Ronac Mamtani, MD, assistant professor of medicine with the Abramson Cancer Center of the University of Pennsylvania and attending physician in hematology-oncology at the Philadelphia Veterans Affairs Medical Center, and his fellow scientists reviewed data on 71,472 diabetes patients who were taking metformin and 16,128 patients who were taking sulfonylureas, another type of medication used to treat diabetes.

These scientists identified 196 patients with bladder cancer in the metformin group and 66 with bladder cancer in the sulfonylureas group.

Some evidence has suggested that people with diabetes are at a higher risk for many forms of cancer. Recent studies have also found that those who take pioglitazone (brand name Actos) to treat diabetes may heighten their likelihood of getting bladder cancer.

Because metformin (brand names Glucophage, Glucophage XR) has been shown to inhibit cancer cell growth, the treatment has been viewed by some as a potential treatment for bladder cancer.

After an average follow-up of two years, however, Dr. Mamtani and colleagues found no evidence that metformin could decrease the risk of bladder cancer in patients with type 2 diabetes.

Dr. Mamtani and his team also looked at duration of treatment and found that it did not influence the cancer rate. Whether metformin was given for five or more years or for less than one year, the risk for bladder cancer remained the same.

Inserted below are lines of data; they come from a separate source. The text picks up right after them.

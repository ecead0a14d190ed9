//! Repository implementation for clients.

use diesel::dsl::exists;
use diesel::prelude::*;
use diesel::sqlite::SqliteConnection;

use crate::{
    domain::{
        client::{Client, NewClient},
        types::ClientId,
    },
    models::client::{Client as DbClient, NewClient as DbNewClient},
    repository::{
        ClientReader, ClientWriter, DieselRepository, DieselTransaction,
        errors::RepositoryResult,
    },
};

fn get_client_by_id(conn: &mut SqliteConnection, id: ClientId) -> RepositoryResult<Option<Client>> {
    use crate::schema::client;

    let db_client = client::table
        .find(id.get())
        .select(DbClient::as_select())
        .first::<DbClient>(conn)
        .optional()?;

    Ok(db_client.map(Client::from))
}

fn client_exists(conn: &mut SqliteConnection, id: ClientId) -> RepositoryResult<bool> {
    use crate::schema::client;

    let found = diesel::select(exists(client::table.find(id.get()))).get_result::<bool>(conn)?;
    Ok(found)
}

fn create_client(conn: &mut SqliteConnection, new_client: &NewClient) -> RepositoryResult<Client> {
    use crate::schema::client;

    let insertable: DbNewClient = new_client.into();
    let db_client = diesel::insert_into(client::table)
        .values(&insertable)
        .returning(DbClient::as_returning())
        .get_result::<DbClient>(conn)?;

    Ok(Client::from(db_client))
}

impl ClientReader for DieselRepository {
    fn get_client_by_id(&self, id: ClientId) -> RepositoryResult<Option<Client>> {
        let mut conn = self.conn()?;
        get_client_by_id(&mut conn, id)
    }

    fn client_exists(&self, id: ClientId) -> RepositoryResult<bool> {
        let mut conn = self.conn()?;
        client_exists(&mut conn, id)
    }
}

impl ClientWriter for DieselRepository {
    fn create_client(&self, new_client: &NewClient) -> RepositoryResult<Client> {
        let mut conn = self.conn()?;
        create_client(&mut conn, new_client)
    }
}

impl ClientReader for DieselTransaction<'_> {
    fn get_client_by_id(&self, id: ClientId) -> RepositoryResult<Option<Client>> {
        self.with_conn(|conn| get_client_by_id(conn, id))
    }

    fn client_exists(&self, id: ClientId) -> RepositoryResult<bool> {
        self.with_conn(|conn| client_exists(conn, id))
    }
}
//! Repository implementation for client registrations on trips.

use diesel::dsl::exists;
use diesel::prelude::*;
use diesel::sqlite::SqliteConnection;

use crate::{
    domain::{
        registration::{NewRegistration, Registration},
        trip::Trip,
        types::{ClientId, TripId},
    },
    models::{
        registration::{ClientTrip as DbClientTrip, NewClientTrip as DbNewClientTrip},
        trip::Trip as DbTrip,
    },
    repository::{
        DieselRepository, DieselTransaction, RegistrationReader, RegistrationWriter,
        errors::RepositoryResult,
    },
};

fn count_trip_registrations(conn: &mut SqliteConnection, trip_id: TripId) -> RepositoryResult<i64> {
    use crate::schema::client_trip;

    let count = client_trip::table
        .filter(client_trip::id_trip.eq(trip_id.get()))
        .count()
        .get_result::<i64>(conn)?;

    Ok(count)
}

fn registration_exists(
    conn: &mut SqliteConnection,
    client_id: ClientId,
    trip_id: TripId,
) -> RepositoryResult<bool> {
    use crate::schema::client_trip;

    let found = diesel::select(exists(
        client_trip::table.find((client_id.get(), trip_id.get())),
    ))
    .get_result::<bool>(conn)?;

    Ok(found)
}

fn list_client_trips(
    conn: &mut SqliteConnection,
    client_id: ClientId,
) -> RepositoryResult<Vec<(Trip, Registration)>> {
    use crate::schema::{client_trip, trip};

    let rows = trip::table
        .inner_join(client_trip::table)
        .filter(client_trip::id_client.eq(client_id.get()))
        .order(trip::id_trip.asc())
        .select((DbTrip::as_select(), DbClientTrip::as_select()))
        .load::<(DbTrip, DbClientTrip)>(conn)?;

    Ok(rows
        .into_iter()
        .map(|(db_trip, db_registration)| {
            (Trip::from(db_trip), Registration::from(db_registration))
        })
        .collect())
}

fn create_registration(
    conn: &mut SqliteConnection,
    registration: &NewRegistration,
) -> RepositoryResult<Registration> {
    use crate::schema::client_trip;

    let insertable: DbNewClientTrip = registration.into();
    let db_registration = diesel::insert_into(client_trip::table)
        .values(&insertable)
        .returning(DbClientTrip::as_returning())
        .get_result::<DbClientTrip>(conn)?;

    Ok(Registration::from(db_registration))
}

fn delete_registration(
    conn: &mut SqliteConnection,
    client_id: ClientId,
    trip_id: TripId,
) -> RepositoryResult<usize> {
    use crate::schema::client_trip;

    let deleted =
        diesel::delete(client_trip::table.find((client_id.get(), trip_id.get()))).execute(conn)?;

    Ok(deleted)
}

impl RegistrationReader for DieselRepository {
    fn count_trip_registrations(&self, trip_id: TripId) -> RepositoryResult<i64> {
        let mut conn = self.conn()?;
        count_trip_registrations(&mut conn, trip_id)
    }

    fn registration_exists(&self, client_id: ClientId, trip_id: TripId) -> RepositoryResult<bool> {
        let mut conn = self.conn()?;
        registration_exists(&mut conn, client_id, trip_id)
    }

    fn list_client_trips(&self, client_id: ClientId) -> RepositoryResult<Vec<(Trip, Registration)>> {
        let mut conn = self.conn()?;
        list_client_trips(&mut conn, client_id)
    }
}

impl RegistrationWriter for DieselRepository {
    fn create_registration(
        &self,
        registration: &NewRegistration,
    ) -> RepositoryResult<Registration> {
        let mut conn = self.conn()?;
        create_registration(&mut conn, registration)
    }

    fn delete_registration(&self, client_id: ClientId, trip_id: TripId) -> RepositoryResult<usize> {
        let mut conn = self.conn()?;
        delete_registration(&mut conn, client_id, trip_id)
    }
}

impl RegistrationReader for DieselTransaction<'_> {
    fn count_trip_registrations(&self, trip_id: TripId) -> RepositoryResult<i64> {
        self.with_conn(|conn| count_trip_registrations(conn, trip_id))
    }

    fn registration_exists(&self, client_id: ClientId, trip_id: TripId) -> RepositoryResult<bool> {
        self.with_conn(|conn| registration_exists(conn, client_id, trip_id))
    }

    fn list_client_trips(&self, client_id: ClientId) -> RepositoryResult<Vec<(Trip, Registration)>> {
        self.with_conn(|conn| list_client_trips(conn, client_id))
    }
}

impl RegistrationWriter for DieselTransaction<'_> {
    fn create_registration(
        &self,
        registration: &NewRegistration,
    ) -> RepositoryResult<Registration> {
        self.with_conn(|conn| create_registration(conn, registration))
    }

    fn delete_registration(&self, client_id: ClientId, trip_id: TripId) -> RepositoryResult<usize> {
        self.with_conn(|conn| delete_registration(conn, client_id, trip_id))
    }
}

“Despite not observing a cancer prevention effect, our results should not detract others from investigating the therapeutic potential of metformin on bladder cancer progression among patients with known bladder cancer,” wrote the authors of this study.

They underscored that metformin has been shown to slow tumor growth by inhibiting a protein that regulates cell growth called mTOR.

“Recently, inhibition of mTOR has demonstrated antitumor activity in a subset of patients with advanced bladder cancer,” added the authors.

This study was published online on February 4 in Diabetes Care. This research was supported by the National Institutes of Health.